Friday in Focus: Ndjodi Ndeunyema
admin 15th December 2017

I am transitioning into the DPhil Law, as a Daube Law Scholar, from the MPhil, which I am awaiting to defend. My academic research locates itself in the context of Namibia and looks at the enforceability (or otherwise) of social and economic rights under Namibian law. I argue for an African values-based premise to assert inexpress social and economic rights, honing in on water, a right which is increasing nebulous for many Namibians and is likely to be even more tenuous with the onslaught of climate change. My research is taking me down historic corridors of the Namibian Constitutions’ drafting, which I believe very few researchers have walked, and this excites me.

Prior, I completed both the BCL and MSc in Criminology and Criminal Justice at Oxford as a Rhodes Scholar. My undergraduate LLB is from the University of Namibia, during which I co-authored a textbook on ‘The Law of Pre-Trial Criminal Procedure in Namibia’. While my primary research is on human rights broadly defined, I continue to retain a strong interest in public international law, sentencing theory, and competition law.

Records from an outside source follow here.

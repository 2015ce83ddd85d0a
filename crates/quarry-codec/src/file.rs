//! Block file layout: a sequence of `{header}{payload}` records.
//!
//! The fixed header carries the element count, encoding tag, and payload byte
//! length, so any block can be reached by skipping payloads without decoding
//! them. The reader builds a block index once at open time; payloads are read
//! on demand, one block at a time.

use std::fs::File;
use std::io::{BufWriter, Read, Seek, SeekFrom, Write};
use std::path::{Path, PathBuf};

use quarry_core::error::{Error, Result};
use quarry_core::value::Value;

use crate::block::{encode, BlockInfo, EncodingKind};

const MAGIC: [u8; 4] = *b"QRYB";
const HEADER_LEN: u64 = 4 + 8 + 1 + 8;

/// One block's bytes and header, as loaded from storage. Owned by whoever
/// loaded it (usually held behind an `Arc` handed out by the cache).
#[derive(Debug)]
pub struct LoadedBlock {
    pub info: BlockInfo,
    pub bytes: Vec<u8>,
}

/// Appends encoded blocks to a column file.
pub struct BlockFileWriter {
    out: BufWriter<File>,
    blocks_written: usize,
    rows_written: u64,
}

impl BlockFileWriter {
    pub fn create(path: impl AsRef<Path>) -> Result<Self> {
        let file = File::create(path)?;
        Ok(Self {
            out: BufWriter::new(file),
            blocks_written: 0,
            rows_written: 0,
        })
    }

    /// Encode `values` as one block and append it.
    pub fn write_block(&mut self, values: &[Value]) -> Result<BlockInfo> {
        let mut info = BlockInfo::default();
        let payload = encode(values, &mut info);

        self.out.write_all(&MAGIC)?;
        self.out.write_all(&info.element_count.to_le_bytes())?;
        self.out.write_all(&[info.encoding as u8])?;
        self.out.write_all(&info.byte_length.to_le_bytes())?;
        self.out.write_all(&payload)?;

        self.blocks_written += 1;
        self.rows_written += info.element_count;
        Ok(info)
    }

    pub fn blocks_written(&self) -> usize {
        self.blocks_written
    }

    pub fn rows_written(&self) -> u64 {
        self.rows_written
    }

    pub fn finish(mut self) -> Result<()> {
        self.out.flush()?;
        Ok(())
    }
}

#[derive(Debug, Clone, Copy)]
struct BlockEntry {
    info: BlockInfo,
    payload_offset: u64,
    /// Absolute row index of this block's first element within the file.
    first_row: u64,
}

/// Random-access reader over a block file. Holds only the header index;
/// payloads are loaded per block via `load_block`.
#[derive(Debug)]
pub struct BlockFileReader {
    path: PathBuf,
    entries: Vec<BlockEntry>,
    total_rows: u64,
}

impl BlockFileReader {
    /// Scan the headers (skipping payloads) and build the block index.
    pub fn open(path: impl AsRef<Path>) -> Result<Self> {
        let path = path.as_ref().to_path_buf();
        let mut file = File::open(&path)?;
        let file_len = file.metadata()?.len();

        let mut entries = Vec::new();
        let mut offset = 0u64;
        let mut first_row = 0u64;
        let mut header = [0u8; HEADER_LEN as usize];

        while offset < file_len {
            if offset + HEADER_LEN > file_len {
                return Err(Error::Decode(format!(
                    "truncated block header at offset {offset} in {}",
                    path.display()
                )));
            }
            file.seek(SeekFrom::Start(offset))?;
            file.read_exact(&mut header)?;

            if header[0..4] != MAGIC {
                return Err(Error::Decode(format!(
                    "bad block magic at offset {offset} in {}",
                    path.display()
                )));
            }
            let element_count = u64::from_le_bytes(header[4..12].try_into().unwrap());
            let encoding = EncodingKind::from_u8(header[12])?;
            let byte_length = u64::from_le_bytes(header[13..21].try_into().unwrap());

            let payload_offset = offset + HEADER_LEN;
            if payload_offset + byte_length > file_len {
                return Err(Error::Decode(format!(
                    "truncated block payload at offset {payload_offset} in {}",
                    path.display()
                )));
            }

            entries.push(BlockEntry {
                info: BlockInfo {
                    element_count,
                    encoding,
                    byte_length,
                },
                payload_offset,
                first_row,
            });
            first_row += element_count;
            offset = payload_offset + byte_length;
        }

        Ok(Self {
            path,
            entries,
            total_rows: first_row,
        })
    }

    pub fn path(&self) -> &Path {
        &self.path
    }

    pub fn num_blocks(&self) -> usize {
        self.entries.len()
    }

    pub fn total_rows(&self) -> u64 {
        self.total_rows
    }

    pub fn info(&self, block: usize) -> Option<&BlockInfo> {
        self.entries.get(block).map(|e| &e.info)
    }

    /// Absolute row index of the block's first element.
    pub fn first_row(&self, block: usize) -> Option<u64> {
        self.entries.get(block).map(|e| e.first_row)
    }

    /// Index of the block containing absolute row `row`.
    pub fn block_containing(&self, row: u64) -> Option<usize> {
        if row >= self.total_rows {
            return None;
        }
        let idx = self.entries.partition_point(|e| e.first_row <= row);
        Some(idx - 1)
    }

    /// Read one block's payload from disk.
    pub fn load_block(&self, block: usize) -> Result<LoadedBlock> {
        let entry = self.entries.get(block).ok_or_else(|| {
            Error::Decode(format!(
                "block {block} out of range in {}",
                self.path.display()
            ))
        })?;
        let mut file = File::open(&self.path)?;
        file.seek(SeekFrom::Start(entry.payload_offset))?;
        let mut bytes = vec![0u8; entry.info.byte_length as usize];
        file.read_exact(&mut bytes)?;
        tracing::trace!(
            file = %self.path.display(),
            block,
            rows = entry.info.element_count,
            "loaded block payload"
        );
        Ok(LoadedBlock {
            info: entry.info,
            bytes,
        })
    }
}
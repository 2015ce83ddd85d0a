//! In-memory columnar batches with copy-on-write column sharing.
//!
//! A batch hands its columns downstream by value; the `Arc` inside
//! `ColumnArray` makes that cheap. Mutation goes through `ensure_unique`,
//! which takes a private copy only when the storage is actually shared.

use std::sync::Arc;

use crate::error::{Error, Result};
use crate::value::Value;

/// One column of a batch: a shared-or-owned sequence of values.
#[derive(Debug, Clone, Default)]
pub struct ColumnArray {
    values: Arc<Vec<Value>>,
}

impl ColumnArray {
    pub fn from_values(values: Vec<Value>) -> Self {
        Self {
            values: Arc::new(values),
        }
    }

    pub fn with_capacity(cap: usize) -> Self {
        Self {
            values: Arc::new(Vec::with_capacity(cap)),
        }
    }

    pub fn len(&self) -> usize {
        self.values.len()
    }

    pub fn is_empty(&self) -> bool {
        self.values.is_empty()
    }

    pub fn get(&self, idx: usize) -> Option<&Value> {
        self.values.get(idx)
    }

    pub fn values(&self) -> &[Value] {
        &self.values
    }

    pub fn iter(&self) -> std::slice::Iter<'_, Value> {
        self.values.iter()
    }

    /// Mutable access with copy-on-write: clones the backing storage only
    /// when another column still shares it.
    pub fn ensure_unique(&mut self) -> &mut Vec<Value> {
        Arc::make_mut(&mut self.values)
    }

    /// Whether this column shares backing storage with `other` (test hook).
    pub fn shares_storage_with(&self, other: &ColumnArray) -> bool {
        Arc::ptr_eq(&self.values, &other.values)
    }
}

impl From<Vec<Value>> for ColumnArray {
    fn from(values: Vec<Value>) -> Self {
        ColumnArray::from_values(values)
    }
}

/// An ordered set of equal-length columns.
#[derive(Debug, Clone, Default)]
pub struct RowBatch {
    columns: Vec<ColumnArray>,
}

impl RowBatch {
    /// Build a batch from columns, checking the equal-length invariant.
    pub fn new(columns: Vec<ColumnArray>) -> Result<Self> {
        let batch = Self { columns };
        batch.validate()?;
        Ok(batch)
    }

    /// An empty batch with `num_columns` columns, each reserving `cap` rows.
    /// This is the shape handed out by `get_output_buffer`.
    pub fn with_shape(num_columns: usize, cap: usize) -> Self {
        Self {
            columns: (0..num_columns)
                .map(|_| ColumnArray::with_capacity(cap))
                .collect(),
        }
    }

    /// A one-row batch, used by reductions.
    pub fn single_row(row: Vec<Value>) -> Self {
        Self {
            columns: row
                .into_iter()
                .map(|v| ColumnArray::from_values(vec![v]))
                .collect(),
        }
    }

    pub fn num_columns(&self) -> usize {
        self.columns.len()
    }

    pub fn num_rows(&self) -> usize {
        self.columns.first().map(|c| c.len()).unwrap_or(0)
    }

    pub fn is_empty(&self) -> bool {
        self.num_rows() == 0
    }

    pub fn column(&self, idx: usize) -> Option<&ColumnArray> {
        self.columns.get(idx)
    }

    pub fn columns(&self) -> &[ColumnArray] {
        &self.columns
    }

    /// Copy-on-write mutable access to one column's values.
    pub fn column_mut(&mut self, idx: usize) -> Option<&mut Vec<Value>> {
        self.columns.get_mut(idx).map(|c| c.ensure_unique())
    }

    /// Append a whole column (used by column-wise union).
    pub fn push_column(&mut self, column: ColumnArray) -> Result<()> {
        if !self.columns.is_empty() && column.len() != self.num_rows() {
            return Err(Error::Shape(format!(
                "cannot add column of length {} to batch of {} rows",
                column.len(),
                self.num_rows()
            )));
        }
        self.columns.push(column);
        Ok(())
    }

    /// Append one row across all columns.
    pub fn push_row(&mut self, row: &[Value]) -> Result<()> {
        if row.len() != self.columns.len() {
            return Err(Error::Shape(format!(
                "row width {} does not match batch width {}",
                row.len(),
                self.columns.len()
            )));
        }
        for (col, v) in self.columns.iter_mut().zip(row) {
            col.ensure_unique().push(v.clone());
        }
        Ok(())
    }

    /// Values of row `idx` across all columns, cloned.
    pub fn row(&self, idx: usize) -> Vec<Value> {
        self.columns
            .iter()
            .filter_map(|c| c.get(idx).cloned())
            .collect()
    }

    /// Check the equal-column-length invariant.
    pub fn validate(&self) -> Result<()> {
        if let Some(first) = self.columns.first() {
            for (i, col) in self.columns.iter().enumerate() {
                if col.len() != first.len() {
                    return Err(Error::Shape(format!(
                        "column {} has {} rows, expected {}",
                        i,
                        col.len(),
                        first.len()
                    )));
                }
            }
        }
        Ok(())
    }
}
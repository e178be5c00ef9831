//! Shared ONNX Runtime session setup.

use std::path::Path;

use ort::session::builder::GraphOptimizationLevel;
use ort::session::Session;

/// Build an optimised CPU session for the model at `model_path`.
pub(crate) fn build_session(model_path: &Path, num_threads: usize) -> Result<Session, String> {
    Session::builder()
        .map_err(|e| format!("Failed to create session builder: {}", e))?
        .with_optimization_level(GraphOptimizationLevel::Level3)
        .map_err(|e| format!("Failed to set optimization level: {}", e))?
        .with_intra_threads(num_threads.max(1))
        .map_err(|e| format!("Failed to set thread count: {}", e))?
        .commit_from_file(model_path)
        .map_err(|e| format!("Failed to load model {}: {}", model_path.display(), e))
}
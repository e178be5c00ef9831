//! Vector similarity and maximal marginal relevance selection.

/// Cosine similarity of two vectors; 0.0 when either is all zeros.
pub fn cosine_similarity(a: &[f32], b: &[f32]) -> f32 {
    let mut dot = 0.0f32;
    let mut norm_a = 0.0f32;
    let mut norm_b = 0.0f32;

    for (x, y) in a.iter().zip(b) {
        dot += x * y;
        norm_a += x * x;
        norm_b += y * y;
    }

    if norm_a == 0.0 || norm_b == 0.0 {
        return 0.0;
    }

    dot / (norm_a.sqrt() * norm_b.sqrt())
}

/// Greedy maximal marginal relevance selection.
///
/// Picks up to `k` candidate indices. Each step takes the candidate
/// maximising `lambda_mult * sim(query, c) - (1 - lambda_mult) * max sim(c, selected)`.
/// The first pick is always the candidate most similar to the query. Ties keep
/// the earlier candidate.
pub fn maximal_marginal_relevance(
    query: &[f32],
    candidates: &[&[f32]],
    k: usize,
    lambda_mult: f32,
) -> Vec<usize> {
    let k = k.min(candidates.len());
    if k == 0 {
        return Vec::new();
    }

    let relevance: Vec<f32> = candidates
        .iter()
        .map(|c| cosine_similarity(query, c))
        .collect();

    // Highest similarity of each candidate to anything already selected.
    let mut redundancy = vec![f32::NEG_INFINITY; candidates.len()];
    let mut taken = vec![false; candidates.len()];
    let mut selected = Vec::with_capacity(k);

    while selected.len() < k {
        let mut best: Option<(usize, f32)> = None;

        for (i, rel) in relevance.iter().enumerate() {
            if taken[i] {
                continue;
            }
            let score = if selected.is_empty() {
                *rel
            } else {
                lambda_mult * rel - (1.0 - lambda_mult) * redundancy[i]
            };
            if best.map_or(true, |(_, s)| score > s) {
                best = Some((i, score));
            }
        }

        let Some((pick, _)) = best else { break };
        taken[pick] = true;
        selected.push(pick);

        for (i, candidate) in candidates.iter().enumerate() {
            if !taken[i] {
                let sim = cosine_similarity(candidates[pick], candidate);
                redundancy[i] = redundancy[i].max(sim);
            }
        }
    }

    selected
}

#[cfg(test)]
mod tests {
    use super::*;

    #[test]
    fn test_cosine_similarity() {
        assert!((cosine_similarity(&[1.0, 0.0], &[1.0, 0.0]) - 1.0).abs() < 1e-6);
        assert!(cosine_similarity(&[1.0, 0.0], &[0.0, 1.0]).abs() < 1e-6);
        assert_eq!(cosine_similarity(&[0.0, 0.0], &[1.0, 0.0]), 0.0);
    }

    #[test]
    fn test_mmr_pure_relevance_matches_similarity_order() {
        let query = [1.0, 0.0];
        let a = [0.9, 0.1];
        let b = [1.0, 0.0];
        let c = [0.5, 0.5];
        let candidates: Vec<&[f32]> = vec![&a, &b, &c];

        assert_eq!(maximal_marginal_relevance(&query, &candidates, 3, 1.0), vec![1, 0, 2]);
    }

    #[test]
    fn test_mmr_skips_near_duplicates() {
        let query = [1.0, 0.2];
        let first = [1.0, 0.1];
        let duplicate = [1.0, 0.09];
        let different = [0.6, 0.8];
        let candidates: Vec<&[f32]> = vec![&first, &duplicate, &different];

        let picked = maximal_marginal_relevance(&query, &candidates, 2, 0.5);
        assert_eq!(picked, vec![0, 2]);
    }

    #[test]
    fn test_mmr_bounds() {
        let query = [1.0];
        let a = [1.0];
        let candidates: Vec<&[f32]> = vec![&a];

        assert!(maximal_marginal_relevance(&query, &candidates, 0, 0.7).is_empty());
        assert_eq!(maximal_marginal_relevance(&query, &candidates, 5, 0.7), vec![0]);
        assert!(maximal_marginal_relevance(&query, &[], 3, 0.7).is_empty());
    }
}
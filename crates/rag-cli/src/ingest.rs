//! File discovery and the chunk, embed, store pipeline.

use std::path::{Path, PathBuf};

use tracing::{debug, info};

use rag_core::{Chunk, ChunkConfig, ChunkStore, Chunker, ContentType, Embedder, RagError, Result};

/// Collect supported files under `path`.
pub fn collect_files(path: &Path, recursive: bool) -> std::io::Result<Vec<PathBuf>> {
    let mut files = Vec::new();

    if path.is_file() {
        if is_supported_file(path) {
            files.push(path.to_path_buf());
        }
        return Ok(files);
    }

    let mut entries: Vec<PathBuf> = std::fs::read_dir(path)?
        .filter_map(|entry| entry.ok().map(|e| e.path()))
        .collect();
    entries.sort();

    for entry_path in entries {
        if entry_path.is_dir() {
            if recursive {
                files.extend(collect_files(&entry_path, recursive)?);
            }
        } else if is_supported_file(&entry_path) {
            files.push(entry_path);
        }
    }

    Ok(files)
}

/// Markdown and plain text only.
pub fn is_supported_file(path: &Path) -> bool {
    path.extension()
        .and_then(|e| e.to_str())
        .map(|ext| matches!(ext.to_lowercase().as_str(), "md" | "markdown" | "txt"))
        .unwrap_or(false)
}

/// Chunks, embeds and stores documents.
pub struct Ingestor<'a> {
    pub store: &'a dyn ChunkStore,
    pub embedder: &'a dyn Embedder,
    pub chunker: &'a dyn Chunker,
    pub config: ChunkConfig,
    pub batch_size: usize,
}

impl Ingestor<'_> {
    /// Replace `document` in the store with the chunks of `content`.
    ///
    /// Returns the number of chunks stored.
    pub async fn ingest(&self, document: &str, content: &str) -> Result<usize> {
        let content_type = ContentType::from_path(document);
        let pieces = self.chunker.chunk(content, content_type, &self.config)?;

        let replaced = self.store.delete_source(document).await?;
        if replaced > 0 {
            debug!("Replacing {} existing chunks of {}", replaced, document);
        }

        if pieces.is_empty() {
            info!("{} produced no chunks", document);
            return Ok(0);
        }

        let chunks: Vec<Chunk> = pieces
            .iter()
            .enumerate()
            .map(|(i, piece)| {
                Chunk::new(document, i as u32, &piece.content)
                    .with_metadata("content_type", content_type.as_str())
            })
            .collect();

        let mut embeddings = Vec::with_capacity(chunks.len());
        for batch in chunks.chunks(self.batch_size.max(1)) {
            let texts: Vec<&str> = batch.iter().map(|c| c.content.as_str()).collect();
            embeddings.extend(self.embedder.embed_documents(&texts).await?);
        }

        if embeddings.len() != chunks.len() {
            return Err(RagError::embedding(format!(
                "{} embeddings for {} chunks",
                embeddings.len(),
                chunks.len()
            )));
        }

        self.store.insert_chunks(&chunks, &embeddings).await?;
        info!("Ingested {} as {} chunks", document, chunks.len());
        Ok(chunks.len())
    }

    /// Read `path` and ingest it under its path string.
    pub async fn ingest_file(&self, path: &Path) -> Result<usize> {
        let content = std::fs::read_to_string(path)?;
        self.ingest(&path.to_string_lossy(), &content).await
    }
}

#[cfg(test)]
mod tests {
    use super::*;
    use rag_chunk::RecursiveChunker;
    use rag_embed::MockEmbedder;
    use rag_store::SqliteStore;

    fn ingestor<'a>(
        store: &'a SqliteStore,
        embedder: &'a MockEmbedder,
        chunker: &'a RecursiveChunker,
    ) -> Ingestor<'a> {
        Ingestor {
            store,
            embedder,
            chunker,
            config: ChunkConfig {
                chunk_size: 60,
                chunk_overlap: 10,
            },
            batch_size: 2,
        }
    }

    #[test]
    fn test_supported_files() {
        assert!(is_supported_file(Path::new("notes/scrum.md")));
        assert!(is_supported_file(Path::new("KANBAN.TXT")));
        assert!(!is_supported_file(Path::new("main.rs")));
        assert!(!is_supported_file(Path::new("README")));
    }

    #[test]
    fn test_collect_files_recursion() {
        let dir = tempfile::tempdir().unwrap();
        std::fs::write(dir.path().join("a.md"), "a").unwrap();
        std::fs::write(dir.path().join("b.rs"), "b").unwrap();
        std::fs::create_dir(dir.path().join("sub")).unwrap();
        std::fs::write(dir.path().join("sub").join("c.txt"), "c").unwrap();

        let flat = collect_files(dir.path(), false).unwrap();
        assert_eq!(flat, vec![dir.path().join("a.md")]);

        let deep = collect_files(dir.path(), true).unwrap();
        assert_eq!(deep.len(), 2);
        assert!(deep.contains(&dir.path().join("sub").join("c.txt")));
    }

    #[tokio::test]
    async fn test_ingest_replaces_document() {
        let store = SqliteStore::open_memory().unwrap();
        let embedder = MockEmbedder::new();
        let chunker = RecursiveChunker;
        let ingestor = ingestor(&store, &embedder, &chunker);

        let text = "Daily Scrum 15 dakika surer.\n\nSprint Review sprint sonunda yapilir.\n\nSprint Planning sprint basinda yapilir.";
        let first = ingestor.ingest("scrum.md", text).await.unwrap();
        assert!(first >= 2);

        let second = ingestor.ingest("scrum.md", "Tek paragraf.").await.unwrap();
        assert_eq!(second, 1);

        let chunks = store.all_chunks().await.unwrap();
        assert_eq!(chunks.len(), 1);
        assert_eq!(chunks[0].content, "Tek paragraf.");
        assert_eq!(chunks[0].metadata["content_type"], "markdown");
    }

    #[tokio::test]
    async fn test_ingest_empty_document_stores_nothing() {
        let store = SqliteStore::open_memory().unwrap();
        let embedder = MockEmbedder::new();
        let chunker = RecursiveChunker;

        let stored = ingestor(&store, &embedder, &chunker)
            .ingest("empty.txt", "   \n\n ")
            .await
            .unwrap();
        assert_eq!(stored, 0);
        assert_eq!(store.stats().await.unwrap().chunks, 0);
    }
}
fn print_result(result: &RetrievalResult) {
    println!(
        "Strategy: {}, k = {}, {} chunks in {}ms",
        result.strategy,
        result.k,
        result.chunks.len(),
        result.latency_ms
    );

    if result.queries.len() > 1 {
        println!("Queries:");
        for query in &result.queries {
            println!("  - {}", query);
        }
    }

    for (i, scored) in result.chunks.iter().enumerate() {
        let score = scored
            .score
            .map(|s| format!("{:.3}", s))
            .unwrap_or_else(|| "-".to_string());
        println!("\n{}. [{}] {}", i + 1, score, scored.chunk.source);
        println!("   {}", truncate(&scored.chunk.content, 200).replace('\n', " "));
    }

    if !result.degraded.is_empty() {
        println!("\nDegraded:");
        for reason in &result.degraded {
            println!("  - {}", reason);
        }
    }
}

fn truncate(s: &str, max_chars: usize) -> String {
    match s.char_indices().nth(max_chars) {
        Some((idx, _)) => format!("{}...", &s[..idx]),
        None => s.to_string(),
    }
}

fn format_bytes(bytes: u64) -> String {
    const KB: u64 = 1024;
    const MB: u64 = KB * 1024;
    const GB: u64 = MB * 1024;

    if bytes >= GB {
        format!("{:.2} GB", bytes as f64 / GB as f64)
    } else if bytes >= MB {
        format!("{:.2} MB", bytes as f64 / MB as f64)
    } else if bytes >= KB {
        format!("{:.2} KB", bytes as f64 / KB as f64)
    } else {
        format!("{} bytes", bytes)
    }
}
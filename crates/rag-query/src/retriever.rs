//! Single-pass base retrievers.

use std::sync::Arc;
use std::time::Duration;

use tracing::{debug, warn};

use rag_core::{
    DegradedReason, Embedder, LexicalIndex, MetadataFilter, NearestOptions, Pool, RagError,
    Result, ScoredChunk, SearchMode, Strategy, VectorIndex,
};

use crate::dedup::dedup_by_fingerprint;
use crate::fusion::hybrid_fusion;

/// Everything a base retriever needs to know about one pass.
#[derive(Debug, Clone, PartialEq)]
pub struct RetrievalPlan {
    pub strategy: Strategy,

    /// Number of chunks to return.
    pub k: usize,

    /// Candidates considered by diversity selection.
    pub fetch_k: usize,

    pub lambda_mult: f32,
    pub score_threshold: f32,
    pub lexical_weight: f32,

    /// Equality filter on chunk metadata.
    pub filter: Option<MetadataFilter>,
}

impl RetrievalPlan {
    fn diversity_mode(&self) -> SearchMode {
        SearchMode::Diversity {
            fetch_k: self.fetch_k.max(self.k),
            lambda_mult: self.lambda_mult,
        }
    }

    fn dense_options(&self, mode: SearchMode) -> NearestOptions {
        NearestOptions::with_mode(mode).filter(self.filter.clone())
    }
}

/// A retrieval operation built for one strategy and budget.
///
/// Holds shared handles to the indexes; cheap to build per query.
pub struct BaseRetriever {
    plan: RetrievalPlan,
    vectors: Arc<dyn VectorIndex>,
    embedder: Arc<dyn Embedder>,
    lexical: Option<Arc<dyn LexicalIndex>>,
    embedding_timeout: Duration,
}

impl BaseRetriever {
    pub fn build(
        plan: RetrievalPlan,
        vectors: Arc<dyn VectorIndex>,
        embedder: Arc<dyn Embedder>,
        lexical: Option<Arc<dyn LexicalIndex>>,
        embedding_timeout: Duration,
    ) -> Self {
        Self {
            plan,
            vectors,
            embedder,
            lexical,
            embedding_timeout,
        }
    }

    pub fn plan(&self) -> &RetrievalPlan {
        &self.plan
    }

    /// Run the pass for `query`.
    ///
    /// Dense search failures are errors; a missing or failing lexical index
    /// degrades hybrid search to its dense half.
    pub async fn run(&self, query: &str) -> Result<Pool> {
        let plan = &self.plan;
        if plan.k == 0 {
            return Ok(Pool::default());
        }

        let embedding = self.embed(query).await?;

        let pool = match plan.strategy {
            Strategy::Similarity => Pool::new(self.dense(&embedding, SearchMode::Plain).await?),
            Strategy::Diversity => {
                Pool::new(self.dense(&embedding, plan.diversity_mode()).await?)
            }
            Strategy::Threshold => {
                let mode = SearchMode::Threshold {
                    score_threshold: plan.score_threshold,
                };
                Pool::new(self.dense(&embedding, mode).await?)
            }
            Strategy::Hybrid => self.hybrid(query, &embedding).await?,
        };

        let mut pool = Pool {
            chunks: dedup_by_fingerprint(pool.chunks),
            degraded: pool.degraded,
        };
        pool.truncate(plan.k);

        debug!(
            "{} pass returned {} chunks for {:?}",
            plan.strategy,
            pool.len(),
            query
        );
        Ok(pool)
    }

    async fn embed(&self, query: &str) -> Result<Vec<f32>> {
        tokio::time::timeout(self.embedding_timeout, self.embedder.embed_query(query))
            .await
            .map_err(|_| RagError::timeout("query embedding", self.embedding_timeout))?
    }

    async fn dense(&self, embedding: &[f32], mode: SearchMode) -> Result<Vec<ScoredChunk>> {
        self.vectors
            .nearest(embedding, self.plan.k, &self.plan.dense_options(mode))
            .await
    }

    async fn hybrid(&self, query: &str, embedding: &[f32]) -> Result<Pool> {
        let plan = &self.plan;

        let Some(lexical) = &self.lexical else {
            warn!("Hybrid search without a lexical index, using diversity search");
            let dense = self.dense(embedding, plan.diversity_mode()).await?;
            return Ok(Pool::degraded(dense, DegradedReason::LexicalIndexUnavailable));
        };

        let (dense, sparse) = tokio::join!(
            self.dense(embedding, plan.diversity_mode()),
            lexical.search(query, plan.k)
        );
        let dense = dense?;

        let sparse = match sparse {
            Ok(results) => results,
            Err(e) => {
                warn!("Lexical search failed, using dense results only: {}", e);
                return Ok(Pool::degraded(
                    dense,
                    DegradedReason::LexicalSearchFailed {
                        message: e.to_string(),
                    },
                ));
            }
        };

        // The lexical index knows nothing about metadata; filter here.
        let sparse: Vec<ScoredChunk> = match &plan.filter {
            Some(filter) => sparse
                .into_iter()
                .filter(|sc| filter.matches(&sc.chunk))
                .collect(),
            None => sparse,
        };

        debug!(
            "Hybrid: {} dense, {} lexical candidates",
            dense.len(),
            sparse.len()
        );

        Ok(Pool::new(hybrid_fusion(
            dense,
            sparse,
            plan.lexical_weight,
            plan.k,
        )))
    }
}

I have been involved in the work of the Oxford Human Rights Hub since arriving in Oxford. I have written several blogs on Namibian legal issues including ‘revenge porn’, wrongful extra-territorial arrest by a state under international law, electoral malpractices, and housing evictions. I have also had the pleasure of working on various Oxford Pro Bono Publico (OPBP) projects as coordinator and volunteer, and if I must, coordinating the Report on Reparations and Remedies for Victims of Sexual and Gender Based Violence was a standout. Until last week, I also served as Research Officer of OPBP. Next year, I will be undertaking an internship at the African Court on Human and Peoples’ Rights in Arusha with a partial award from the Bonavero Institute of Human Rights and OPBP. This will compliment my previous experience that includes a month-long foreign law clerk in the chambers of Justice Cameron of the South African Constitutional Court and as a researcher for the Law Reform and Development Commission of Namibia at a time when the third constitutional amendments were being consulted upon and drafted. Over the past three years, I have also been part of faculty at a summer school of the University of Lucerne Academy for Human Rights Implementation.

Presently, I am an Editor of the Oxford University Commonwealth Law Journal and serve our African community in Oxford through my Presidency of the Oxford University Africa Society. When at home in Namibia, I take greatest joy when engaged in animal husbandry and horticultural activities on our humble family farm.

It’s an absolute privilege to belong to the Hub, learn from, and together with, peers and experts, and contribute to a human rights project that has a truly global reach.